Ransomware is really awkward. Spyware, keyloggers, phishing techniques may produce a bigger danger on the privacy side but ransomware may seriously threat our data and in case of a missing backup, the damage generated by data loss may be a serious matter.
How it works?
A mail, a malicious website, a pirate software/content or a well exploited vulnerability may all be vectors of ransomware infection. Email attachments are the largest source of infections for this kind of malware.
Once a user activates it on his own machine, the ransomware takes the control of the computer. What’s worst is that it downloads a public encryption key generated on the fly for your system and starts to encrypt all the disks and network storages with this public key.

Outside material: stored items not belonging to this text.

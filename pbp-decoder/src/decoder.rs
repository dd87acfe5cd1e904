//! Main decoder API
//!
//! [`EventDecoder`] makes a single forward pass over a contest's events. It
//! keeps one piece of mutable state, the active roster, and emits a [`Play`]
//! for every event that represents observable action.
//!
//! # Example
//! ```
//! use pbp_decoder::{EventDecoder, LineupCheckpoint, Participant, RawEvent, RosterIndex};
//!
//! let side = |start: i64| (start..start + 5)
//!     .map(|id| Participant::new(id, format!("Player {}", id)))
//!     .collect::<Vec<_>>();
//! let checkpoints = vec![LineupCheckpoint::new(0, side(1), side(6))];
//! let events = vec![
//!     RawEvent::new(0, 12, 1, "12:00"),
//!     RawEvent::new(1, 1, 1, "11:41").with_player1(Participant::new(4, "Player 4")),
//! ];
//!
//! let index = RosterIndex::for_events(&checkpoints, &events).unwrap();
//! let decoded = EventDecoder::new().decode(&events, &index).unwrap();
//! assert_eq!(decoded.plays.len(), 1);
//! ```

use crate::category::{classify, EventRole};
use crate::config::DecoderConfig;
use crate::roster::{Roster, RosterIndex};
use crate::types::{
    DecodedContest, DecoderError, DesyncKind, Play, RawEvent, Result, RosterDesync,
};

/// Event-to-play decoder
///
/// Holds only configuration; each call to [`EventDecoder::decode`] owns its
/// own roster state, so one decoder can serve many contests concurrently.
#[derive(Debug, Clone, Default)]
pub struct EventDecoder {
    config: DecoderConfig,
}

impl EventDecoder {
    /// Create a decoder with default configuration
    pub fn new() -> Self {
        Self::default()
    }

    /// Create a decoder with the given configuration
    pub fn with_config(config: DecoderConfig) -> Self {
        Self { config }
    }

    /// Decode an ordered event sequence into plays
    ///
    /// Fails before emitting anything if the events are not strictly ascending
    /// by sequence number or if the index has no checkpoint at the first
    /// event. Substitutions that cannot be applied are recorded in
    /// [`DecodedContest::diagnostics`] and skipped.
    pub fn decode(&self, events: &[RawEvent], index: &RosterIndex) -> Result<DecodedContest> {
        check_ordering(events)?;

        let Some(first) = events.first() else {
            log::debug!("No events to decode");
            return Ok(DecodedContest::default());
        };

        log::info!(
            "Decoding {} events starting at sequence {}",
            events.len(),
            first.sequence
        );

        let roster = index
            .roster_at(first.sequence)
            .cloned()
            .ok_or(DecoderError::MissingInitialRoster {
                sequence: first.sequence,
            })?;

        let mut pass = DecodePass {
            config: &self.config,
            index,
            roster,
            output: DecodedContest::default(),
        };
        for event in events {
            pass.process_event(event);
        }

        let output = pass.output;
        log::info!(
            "Decoded {} plays with {} roster diagnostics",
            output.plays.len(),
            output.diagnostics.len()
        );
        Ok(output)
    }
}

/// State of one decode pass
struct DecodePass<'a> {
    config: &'a DecoderConfig,
    index: &'a RosterIndex,
    roster: Roster,
    output: DecodedContest,
}

impl DecodePass<'_> {
    fn process_event(&mut self, event: &RawEvent) {
        let role = classify(event.category_code, self.config);
        log::trace!(
            "Event {} (code {}) classified as {:?}",
            event.sequence,
            event.category_code,
            role
        );

        // A checkpoint at this sequence is authoritative whatever the event is.
        let checkpoint_applied = self.apply_checkpoint(event);

        match role {
            EventRole::Checkpoint => {}
            EventRole::Substitution if checkpoint_applied => {
                log::debug!(
                    "Substitution at {} superseded by checkpoint at the same sequence",
                    event.sequence
                );
            }
            EventRole::Substitution => {
                self.output.substitutions += 1;
                self.apply_substitution(event);
            }
            EventRole::Play => {
                if self.config.should_emit_period(event.period) {
                    self.output.plays.push(Play::from_event(event, &self.roster));
                }
            }
        }
    }

    fn apply_checkpoint(&mut self, event: &RawEvent) -> bool {
        match self.index.roster_at(event.sequence) {
            Some(roster) => {
                log::debug!("Applying lineup checkpoint at sequence {}", event.sequence);
                self.roster = roster.clone();
                true
            }
            None => false,
        }
    }

    fn apply_substitution(&mut self, event: &RawEvent) {
        let (Some(outgoing), Some(incoming)) = (&event.player1, &event.player2) else {
            self.record_desync(event, DesyncKind::MissingParticipant);
            return;
        };

        if !self.roster.contains(outgoing.id) {
            self.record_desync(event, DesyncKind::OutgoingNotOnFloor(outgoing.clone()));
            return;
        }
        if self.roster.contains(incoming.id) {
            self.record_desync(event, DesyncKind::IncomingAlreadyOnFloor(incoming.clone()));
            return;
        }

        if let Some(slot) = self.roster.substitute(outgoing.id, incoming.clone()) {
            log::trace!("Slot {}: {} replaced by {}", slot + 1, outgoing, incoming);
        }
    }

    fn record_desync(&mut self, event: &RawEvent, kind: DesyncKind) {
        let desync = RosterDesync {
            sequence: event.sequence,
            kind,
        };
        log::warn!("{}", desync);
        self.output.diagnostics.push(desync);
    }
}

fn check_ordering(events: &[RawEvent]) -> Result<()> {
    for pair in events.windows(2) {
        if pair[1].sequence <= pair[0].sequence {
            return Err(DecoderError::UnorderedEvents {
                previous: pair[0].sequence,
                current: pair[1].sequence,
            });
        }
    }
    Ok(())
}

#[cfg(test)]
mod tests {
    use super::*;
    use crate::types::{LineupCheckpoint, Participant};

    fn side(start: i64) -> Vec<Participant> {
        (start..start + 5)
            .map(|id| Participant::new(id, format!("Player {}", id)))
            .collect()
    }

    fn index_at(sequence: u64) -> RosterIndex {
        RosterIndex::new(&[LineupCheckpoint::new(sequence, side(1), side(6))]).unwrap()
    }

    fn sub(sequence: u64, out: i64, inc: i64) -> RawEvent {
        RawEvent::new(sequence, 8, 1, "10:00")
            .with_player1(Participant::new(out, format!("Player {}", out)))
            .with_player2(Participant::new(inc, format!("Player {}", inc)))
    }

    #[test]
    fn test_empty_events() {
        let decoded = EventDecoder::new().decode(&[], &index_at(0)).unwrap();
        assert!(decoded.plays.is_empty());
        assert!(decoded.diagnostics.is_empty());
    }

    #[test]
    fn test_missing_initial_roster() {
        let events = vec![RawEvent::new(1, 1, 1, "12:00")];
        let err = EventDecoder::new().decode(&events, &index_at(0)).unwrap_err();
        assert!(matches!(err, DecoderError::MissingInitialRoster { sequence: 1 }));
    }

    #[test]
    fn test_unordered_events_rejected() {
        let events = vec![RawEvent::new(0, 12, 1, "12:00"), RawEvent::new(0, 1, 1, "11:00")];
        let err = EventDecoder::new().decode(&events, &index_at(0)).unwrap_err();
        assert!(matches!(err, DecoderError::UnorderedEvents { previous: 0, current: 0 }));
    }

    #[test]
    fn test_incoming_already_on_floor() {
        let events = vec![
            RawEvent::new(0, 12, 1, "12:00"),
            sub(1, 3, 4),
            RawEvent::new(2, 4, 1, "9:00"),
        ];
        let decoded = EventDecoder::new().decode(&events, &index_at(0)).unwrap();
        assert_eq!(decoded.diagnostics.len(), 1);
        assert!(matches!(
            decoded.diagnostics[0].kind,
            DesyncKind::IncomingAlreadyOnFloor(ref p) if p.id == 4
        ));
        assert_eq!(decoded.plays[0].roster.participants()[2].id, 3);
    }

    #[test]
    fn test_substitution_missing_participant() {
        let events = vec![
            RawEvent::new(0, 12, 1, "12:00"),
            RawEvent::new(1, 8, 1, "10:00").with_player1(Participant::new(3, "Player 3")),
        ];
        let decoded = EventDecoder::new().decode(&events, &index_at(0)).unwrap();
        assert_eq!(decoded.diagnostics[0].kind, DesyncKind::MissingParticipant);
        assert!(decoded.plays.is_empty());
    }

    #[test]
    fn test_checkpoint_wins_over_substitution_at_same_sequence() {
        let index = RosterIndex::new(&[
            LineupCheckpoint::new(0, side(1), side(6)),
            LineupCheckpoint::new(5, side(21), side(26)),
        ])
        .unwrap();
        let events = vec![
            RawEvent::new(0, 12, 1, "12:00"),
            sub(5, 21, 40),
            RawEvent::new(6, 5, 1, "8:00"),
        ];
        let decoded = EventDecoder::new().decode(&events, &index).unwrap();
        assert!(decoded.diagnostics.is_empty());
        assert_eq!(decoded.substitutions, 0);
        assert_eq!(decoded.plays[0].roster.participants()[0].id, 21);
    }

    #[test]
    fn test_desync_rate_counts_substitutions() {
        let events = vec![
            RawEvent::new(0, 12, 1, "12:00"),
            sub(1, 3, 11),
            sub(2, 42, 12),
            RawEvent::new(3, 1, 1, "9:00"),
            RawEvent::new(4, 1, 1, "8:00"),
            RawEvent::new(5, 1, 1, "7:00"),
            sub(6, 4, 13),
            sub(7, 43, 14),
        ];
        let decoded = EventDecoder::new().decode(&events, &index_at(0)).unwrap();
        assert_eq!(decoded.plays.len(), 3);
        assert_eq!(decoded.substitutions, 4);
        assert_eq!(decoded.diagnostics.len(), 2);
        assert_eq!(decoded.desync_rate(), 0.5);
    }

    #[test]
    fn test_desync_rate_without_substitutions() {
        let events = vec![RawEvent::new(0, 12, 1, "12:00"), RawEvent::new(1, 1, 1, "9:00")];
        let decoded = EventDecoder::new().decode(&events, &index_at(0)).unwrap();
        assert_eq!(decoded.desync_rate(), 0.0);
    }

    #[test]
    fn test_period_filter_keeps_roster_tracking() {
        let config = DecoderConfig::new().with_period_filter(vec![2]);
        let events = vec![
            RawEvent::new(0, 12, 1, "12:00"),
            sub(1, 3, 11),
            RawEvent::new(2, 1, 1, "9:00"),
            RawEvent::new(3, 1, 2, "11:00"),
        ];
        let decoded = EventDecoder::with_config(config).decode(&events, &index_at(0)).unwrap();
        assert_eq!(decoded.plays.len(), 1);
        assert_eq!(decoded.plays[0].sequence, 3);
        assert_eq!(decoded.plays[0].roster.participants()[2].id, 11);
    }

    #[test]
    fn test_designated_checkpoint_category_is_silent() {
        let config = DecoderConfig::new().with_checkpoint_category(9);
        let events = vec![RawEvent::new(0, 12, 1, "12:00"), RawEvent::new(1, 9, 1, "6:00")];
        let decoded = EventDecoder::with_config(config).decode(&events, &index_at(0)).unwrap();
        assert!(decoded.plays.is_empty());

        let decoded = EventDecoder::new().decode(&events, &index_at(0)).unwrap();
        assert_eq!(decoded.plays[0].category_label, "Timeout");
    }
}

Once you have all files encrypted he locks all the functionalities and asks for the payment of a ransom in the untraceable bitcoin value.
If you do not perform the payment within a defined number of days (eg. 3 days) the private key usable to decrypt all your files will be deleted and nothing can take your data back in a readable form. Your data’s gone!
Obviously paying the ransom does not assure that the story will end with an happy ending, like ransom paying in real life chrimes.
That’s nothing can save your data from a ransomware that is different from a well made backup.
Once you have your data constantly backed up, into different storages not directly accessible from the os, you are safe. If the ransomware canno’t reach your backup infrastructure with write privileges, all you have to do is completely wipe your system and restore data.
Otherwise, contact your security expert or your antivirus provider to have assistance but, once data is encrypted with a strong algorithm, really nothing (but NSA 😀 ) can give your data back without the private key.
So it’s better to prevent the infection, avoiding every interaction with suspected websites, emails and adopting a wise behavior using the net and a well configured and reliable antivirus and security configurations.